**Goal of the exercise:**
Report each line from the records where the string "ChannelNotConfigured" turns up.

START Task input

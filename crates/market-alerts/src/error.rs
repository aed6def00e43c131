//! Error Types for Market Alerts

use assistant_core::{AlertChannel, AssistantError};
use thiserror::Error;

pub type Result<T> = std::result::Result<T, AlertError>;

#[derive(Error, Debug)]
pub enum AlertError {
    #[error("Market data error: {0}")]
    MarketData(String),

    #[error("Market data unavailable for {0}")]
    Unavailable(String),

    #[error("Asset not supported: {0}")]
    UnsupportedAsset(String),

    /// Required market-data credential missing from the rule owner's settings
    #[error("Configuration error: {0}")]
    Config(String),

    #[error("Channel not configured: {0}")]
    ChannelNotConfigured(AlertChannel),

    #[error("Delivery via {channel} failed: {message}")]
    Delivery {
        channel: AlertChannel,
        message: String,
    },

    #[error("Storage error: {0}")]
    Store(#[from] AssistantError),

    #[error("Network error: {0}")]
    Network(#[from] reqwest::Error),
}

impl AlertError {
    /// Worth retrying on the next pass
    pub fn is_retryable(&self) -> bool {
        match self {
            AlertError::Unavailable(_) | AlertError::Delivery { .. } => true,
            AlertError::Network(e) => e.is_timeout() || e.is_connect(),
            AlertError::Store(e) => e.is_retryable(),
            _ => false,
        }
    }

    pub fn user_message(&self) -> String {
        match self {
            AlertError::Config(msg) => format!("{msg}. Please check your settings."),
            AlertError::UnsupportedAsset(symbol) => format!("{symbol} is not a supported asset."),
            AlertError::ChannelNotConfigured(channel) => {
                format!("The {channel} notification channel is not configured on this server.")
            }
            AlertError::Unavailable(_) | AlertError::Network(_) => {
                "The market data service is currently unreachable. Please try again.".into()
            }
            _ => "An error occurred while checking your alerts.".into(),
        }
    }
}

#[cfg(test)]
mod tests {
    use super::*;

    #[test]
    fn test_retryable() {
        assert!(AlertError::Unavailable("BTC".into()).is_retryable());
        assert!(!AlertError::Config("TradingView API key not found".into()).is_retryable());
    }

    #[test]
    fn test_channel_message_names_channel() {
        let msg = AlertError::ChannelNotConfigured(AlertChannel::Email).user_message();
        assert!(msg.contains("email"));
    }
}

END Task input

**The answer:**
    ChannelNotConfigured(AlertChannel),
            AlertError::ChannelNotConfigured(channel) => {
        let msg = AlertError::ChannelNotConfigured(AlertChannel::Email).user_message();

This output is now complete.